Every book has it's own lexicon. Some words don't make sense in some settings and some markets don't accept profanity or certain types of profanity. It's a sensible question to tackle.


----------



## Jeko (Mar 20, 2012)

Shizzle!

Good for jazzy characters... not much else.


----------



## SeaBee1 (Mar 20, 2012)

This is the second thread I have seen recently concerning this subject. Cadence introduced the first one I saw. And now this one. I have two thoughts on this subject: 1.) if your characters are to appear real, they will say and do real things, including using "real language". 2.) Can a good story be written without potty language? Absolutely YES.
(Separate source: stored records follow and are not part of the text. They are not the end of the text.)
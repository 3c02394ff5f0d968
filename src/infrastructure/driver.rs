//! 页面驱动 - 供各平台适配器组合使用
//!
//! 把浏览器会话、导航引擎和提取工具收拢到一个对象里，适配器只持有它

use chromiumoxide::element::Element;
use chromiumoxide::Page;
use tracing::debug;

use crate::browser::session::BrowserSession;
use crate::config::Config;
use crate::error::{Result, ScrapeError};
use crate::extraction::dom::{self, NodeSnapshot};
use crate::infrastructure::navigator::{NavigationOptions, Navigator, WaitUntil};

pub struct PageDriver {
    session: BrowserSession,
    navigator: Navigator,
}

impl PageDriver {
    pub fn new(config: Config) -> Self {
        Self::with_session(BrowserSession::new(config))
    }

    pub fn with_session(session: BrowserSession) -> Self {
        let navigator = Navigator::new(NavigationOptions::from_config(session.config()));
        Self { session, navigator }
    }

    pub fn session(&self) -> &BrowserSession {
        &self.session
    }

    pub fn session_mut(&mut self) -> &mut BrowserSession {
        &mut self.session
    }

    pub fn navigator(&self) -> &Navigator {
        &self.navigator
    }

    /// 创建新页面，旧页面会被关闭
    pub async fn new_page(&mut self) -> Result<()> {
        self.session.new_page().await?;
        Ok(())
    }

    fn page(&self) -> Result<&Page> {
        self.session
            .page()
            .ok_or_else(|| ScrapeError::page_creation_failed("尚未创建页面", false))
    }

    /// 导航到 `url`（相对地址按 `base` 解析），返回实际访问的地址
    pub async fn goto(&self, url: &str, base: Option<&str>, wait_until: WaitUntil) -> Result<String> {
        self.navigator.safe_goto(self.page()?, url, base, wait_until).await
    }

    /// 使用默认超时和重试次数等待元素
    pub async fn wait_for(&self, selector: &str) -> Result<Element> {
        let options = self.navigator.options();
        self.navigator
            .wait_for_element(self.page()?, selector, options.element_timeout, options.retries)
            .await
    }

    /// 短暂探测元素是否存在，不重试
    pub async fn exists(&self, selector: &str) -> Result<bool> {
        let brief = self.navigator.options().brief_timeout;
        match self.navigator.wait_for_element(self.page()?, selector, brief, 1).await {
            Ok(_) => Ok(true),
            Err(ScrapeError::ElementNotFound { .. }) => Ok(false),
            Err(e) => Err(e),
        }
    }

    pub async fn wait_for_navigation(&self, wait_until: WaitUntil) -> Result<()> {
        let limit = self.navigator.options().navigation_timeout;
        self.navigator.wait_for_navigation(self.page()?, limit, wait_until).await
    }

    pub async fn current_url(&self) -> Result<String> {
        self.navigator.current_url(self.page()?).await
    }

    pub async fn text(&self, selector: &str, required: bool) -> Result<String> {
        dom::extract_text(&self.navigator, self.page()?, selector, required).await
    }

    pub async fn html(&self, selector: &str, required: bool) -> Result<String> {
        dom::extract_html(&self.navigator, self.page()?, selector, required).await
    }

    pub async fn elements<T, F>(&self, selector: &str, mapper: F, min_count: usize) -> Result<Vec<T>>
    where
        F: FnMut(&NodeSnapshot) -> Option<T>,
    {
        dom::extract_elements(&self.navigator, self.page()?, selector, mapper, min_count).await
    }

    /// 所有匹配节点的快照（不等待）
    pub async fn snapshots(&self, selector: &str) -> Result<Vec<NodeSnapshot>> {
        dom::snapshot_all(self.page()?, selector).await
    }

    /// 等待输入框出现后输入文本
    pub async fn type_into(&self, selector: &str, text: &str) -> Result<()> {
        let element = self.wait_for(selector).await?;
        element.click().await?;
        element.type_str(text).await?;
        debug!("已在 `{}` 输入 {} 个字符", selector, text.chars().count());
        Ok(())
    }

    pub async fn click(&self, selector: &str) -> Result<()> {
        let element = self.wait_for(selector).await?;
        element.click().await?;
        debug!("已点击 `{}`", selector);
        Ok(())
    }

    pub fn is_authenticated(&self) -> bool {
        self.session.is_authenticated()
    }

    pub fn set_authenticated(&mut self, authenticated: bool) {
        self.session.set_authenticated(authenticated);
    }

    /// 关闭页面和浏览器，不会失败
    pub async fn close(&mut self) {
        self.session.close().await;
    }

    /// 出错时先关闭浏览器再把错误原样返回
    pub async fn close_on_error<T>(&mut self, result: Result<T>) -> Result<T> {
        if result.is_err() {
            self.close().await;
        }
        result
    }
}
Read Frank Herbert's _Dune. _The first book in that series had minimal if any profanity, and it was an excellent story, and still considered one of the best Sci-Fi tales ever written. Of course some of the later books in that series "grew up", so to speak, but hopefully you see my point. Ultimately, the author must decide. Profanity doesn't make an otherwise good book bad. But it doesn't make it better, either. And it will never make a bad book good.

Just my 2 pennies worth.

Best regards

CB


----------



## Cefor (Mar 20, 2012)

I don't think you should be afraid to use profanity if your story calls for it, or the characters. What you need to do is write the story that is your story. Not the publishers, nor the readers. It's yours and you can do what you like. You are God when you write.

Have fun, and write well.


----------



## Sam (Mar 20, 2012)

There's a balance to be found. A curse every page is a little much. However, a well-placed one can have great impact and a sense of tension/conflict. Consider a character who, for 300 pages or 40 episodes, hasn't raised their voice or so much as muttered a curse under their breath. If they suddenly raise their voice and call someone an SOB, that has far greater impact than someone who calls everyone under the sun an SOB. 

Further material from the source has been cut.